День прошел отлично - навестила Катю в больнице, привезла ей мячик небольшой типа фитбола с ушами - под ножку прооперированную положить. Она там постройнела и похорошела и отдых, как это ни печально - ей на пользу. Три года с ребенком как тюрьме без права на жизнь внешней для женщины, увы - губительны.
Я неожиданно открываю для себя прелести холодного лета - купила старшему ребенку яркую толстовку и бермуды джинсовые. Снова нет-нет захаживаю на рынок - сегодня привезла черешни крупной и лука огромный пакет на пирожки с яйцами - буду ночью печь, тесто подходит - ну а я пока расслабляюсь здесь.
Отвлеченно - дневники для меня отдых и место, где я встретила много прекрасных людей, с которым в реале теперь общаюсь - они чудесно вписались в круг моих людей из совсем без интернета жизни. И вообще тут целая жизнь. Не без разочарований, но куда уж без них.
Читаю Быкова двухтомник последний с наслаждением. И да, он таки примирил меня с Чеховым.

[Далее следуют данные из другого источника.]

mod summary;

use warp::Filter;

pub fn api_v1_dashboard()
-> impl Filter<Extract = (impl warp::Reply,), Error = warp::Rejection> + Clone {
    warp::path("dashboard")
        .and(summary::main())
        .and(warp::path::end())
}
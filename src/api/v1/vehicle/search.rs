use crate::{POOL, methods, model};
use diesel::prelude::*;
use serde_derive::{Deserialize, Serialize};
use tokio::task::spawn_blocking;
use warp::Filter;
use warp::http::StatusCode;

#[derive(Debug, Clone, PartialEq, Deserialize, Serialize)]
struct SearchQuery {
    category: Option<model::VehicleCategory>,
    vehicle_kind: Option<model::VehicleKind>,
    rent_type: Option<model::RentType>,
    min_price: Option<f64>,
    max_price: Option<f64>,
    driver_available: Option<bool>,
    q: Option<String>,
}

// Public catalog search over published, non-deleted listings.
pub fn main() -> impl Filter<Extract = (impl warp::Reply,), Error = warp::Rejection> + Clone {
    warp::path("search")
        .and(warp::path::end())
        .and(warp::get())
        .and(warp::query::<SearchQuery>())
        .and_then(async move |query: SearchQuery| {
            let mut pool = POOL.get().unwrap();
            let list_result = spawn_blocking(move || {
                use crate::schema::vehicles::dsl::*;
                let mut db_query = vehicles
                    .filter(is_published.eq(true))
                    .filter(is_deleted.eq(false))
                    .into_boxed();
                if let Some(wanted) = query.category {
                    db_query = db_query.filter(category.eq(wanted));
                }
                if let Some(wanted) = query.vehicle_kind {
                    db_query = db_query.filter(vehicle_kind.eq(wanted));
                }
                if let Some(wanted) = query.rent_type {
                    db_query = db_query.filter(rent_type.eq(wanted));
                }
                if let Some(min) = query.min_price {
                    db_query = db_query.filter(base_price.ge(min));
                }
                if let Some(max) = query.max_price {
                    db_query = db_query.filter(base_price.le(max));
                }
                if let Some(wanted) = query.driver_available {
                    db_query = db_query.filter(driver_available.eq(wanted));
                }
                if let Some(needle) = query.q {
                    let pattern = format!("%{}%", needle);
                    db_query = db_query.filter(
                        title
                            .ilike(pattern.clone())
                            .or(description.ilike(pattern)),
                    );
                }
                db_query
                    .order(created_at.desc())
                    .load::<model::Vehicle>(&mut pool)
            })
            .await
            .unwrap();
            match list_result {
                Err(e) => methods::standard_replies::internal_server_error_response(format!(
                    "vehicle/search: query failed: {:?}",
                    e
                )),
                Ok(list) => {
                    let msg = serde_json::json!({"vehicles": &list});
                    methods::standard_replies::response_with_obj(msg, StatusCode::OK)
                }
            }
        })
}
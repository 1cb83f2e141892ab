mod list;
mod mark_read;

use warp::Filter;

pub fn api_v1_notification()
-> impl Filter<Extract = (impl warp::Reply,), Error = warp::Rejection> + Clone {
    warp::path("notification")
        .and(list::main().or(mark_read::main()))
        .and(warp::path::end())
}
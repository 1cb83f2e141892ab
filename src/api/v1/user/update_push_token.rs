use crate::{POOL, helper_model, methods, model};
use diesel::prelude::*;
use serde_derive::{Deserialize, Serialize};
use tokio::task::spawn_blocking;
use warp::Filter;
use warp::http::StatusCode;

#[derive(Debug, Clone, PartialEq, Eq, Deserialize, Serialize)]
struct UpdatePushTokenBodyData {
    apns_token: Option<String>,
    expo_push_token: Option<String>,
}

// Registers the device endpoints that booking notifications are pushed to.
pub fn main() -> impl Filter<Extract = (impl warp::Reply,), Error = warp::Rejection> + Clone {
    warp::path("update-push-token")
        .and(warp::path::end())
        .and(warp::post())
        .and(warp::body::json())
        .and(warp::header::<String>("auth"))
        .and(warp::header::<String>("user-agent"))
        .and_then(
            async move |body: UpdatePushTokenBodyData, auth: String, user_agent: String| {
                let (caller, token_data) =
                    match methods::tokens::authenticate(&auth, &user_agent).await {
                        Err(helper_model::ApiError::TokenFormatError) => {
                            return methods::tokens::token_not_hex_warp_return();
                        }
                        Err(_) => return methods::tokens::token_invalid_wrapped_return(),
                        Ok(pair) => pair,
                    };
                if body.apns_token.is_none() && body.expo_push_token.is_none() {
                    return methods::standard_replies::wrapped_bad_request(
                        token_data,
                        "Provide apnsToken or expoPushToken",
                    );
                }

                let new_apns = body.apns_token.clone().or(caller.apns_token.clone());
                let new_expo = body
                    .expo_push_token
                    .clone()
                    .or(caller.expo_push_token.clone());
                let caller_id = caller.id;
                let mut pool = POOL.get().unwrap();
                let update_result = spawn_blocking(move || {
                    use crate::schema::users::dsl::*;
                    diesel::update(users.filter(id.eq(&caller_id)))
                        .set((apns_token.eq(new_apns), expo_push_token.eq(new_expo)))
                        .get_result::<model::User>(&mut pool)
                })
                .await
                .unwrap();
                match update_result {
                    Err(e) => methods::standard_replies::wrapped_internal_error(
                        token_data,
                        format!("user/update-push-token: update failed: {:?}", e),
                    ),
                    Ok(updated) => {
                        let pub_user: model::PublishUser = updated.into();
                        let msg = serde_json::json!({"user": &pub_user});
                        methods::standard_replies::wrapped_response_with_obj(
                            token_data,
                            msg,
                            StatusCode::OK,
                        )
                    }
                }
            },
        )
}
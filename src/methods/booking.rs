use diesel::prelude::*;
use rand::Rng;

use crate::POOL;

pub fn generate_unique_booking_confirmation() -> String {
    // Digits 0-9 and uppercase A-Z.
    let charset: &[u8] = b"0123456789ABCDEFGHIJKLMNOPQRSTUVWXYZ";
    let mut rng = rand::rng();

    loop {
        let confirmation: String = (0..8)
            .map(|_| {
                let idx = rng.random_range(0..charset.len());
                charset[idx] as char
            })
            .collect();

        let exists = {
            let mut conn = POOL.get().expect("Failed to get DB connection");

            // If there's an error performing the query, treat it as
            // "exists = true" so we retry.
            diesel::select(diesel::dsl::exists(
                crate::schema::bookings::table
                    .filter(crate::schema::bookings::confirmation.eq(&confirmation)),
            ))
            .get_result::<bool>(&mut conn)
            .unwrap_or_else(|e| {
                eprintln!("Database error checking booking confirmation: {:?}", e);
                true
            })
        };

        if !exists {
            return confirmation;
        }
    }
}

// Guard-miss wording shared by both booking models; always names the current
// state and the state the transition needs.
pub fn guard_message(action: &str, current: &str, required: &str) -> String {
    format!(
        "Booking cannot be {}. Current status: {}. Booking must be {} first.",
        action, current, required
    )
}

// -------------------------------------------------------------------------
// Tests
// -------------------------------------------------------------------------
#[cfg(test)]
mod tests {
    use super::*;

    #[test]
    fn guard_message_names_both_states() {
        let msg = guard_message("approved", "rejected", "pending");
        assert_eq!(
            msg,
            "Booking cannot be approved. Current status: rejected. Booking must be pending first."
        );
    }

    #[test]
    fn guard_message_for_start() {
        let msg = guard_message("started", "pending", "approved");
        assert!(msg.contains("Current status: pending"));
        assert!(msg.contains("must be approved first"));
    }
}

Вся так называемая мораль — как раз и есть свод правил и образцов, придуманных для самоуважения либо для борьбы за чужое уважение. Мораль у Чехова — это доктор Львов. Самовлюбленный, прямой, как палка, и отвратительно бесчеловечный тип. Мораль придумана для тех, у кого нет внутреннего самоограничителя, а у Чехова он есть. Кажется, само слово “мораль” было ему ненавистно, и потому единственное его сохранившееся стихотворение — пародия на басню. “Шли однажды через мостик жирные китайцы. Впереди их, задрав хвостик, поспешали зайцы. Вдруг китайцы закричали: “Стой, лови их! Ах-ах-ах!” Зайцы выше хвост задрали и попрятались в кустах. Мораль сей басенки ясна: кто хочет зайцев кушать, тот ежедневно, встав от сна, папашу должен слушать”.
Хармс тоже любил пародировать басни. И тоже издевался над моралью. “Читатель, вдумайся в эту басню, и тебе станет не по себе”.
Герои чеховской юмористики — именно те, чье поведение регулируется моралью, то есть безнадежно плоские, смешные, часто жестокие люди.
Отсюда и аморализм — в мягкой формулировке имморализм, внеморальность — Чехова, которой не чувствует в нем только безнадежно глухой читатель. Корни этого аморализма — разумеется, не в том, что автор желает позволить себе больше, нежели предписывают ему общепринятые нормы, а в том, что чувствует относительность, искусственность этих норм, в том, что жизнь его управляется более сложными законами.


Вообще очень хорошо, чисто и аккуратно написано - ровно, гладко, искусно - приятно скользить по словам и смыслам.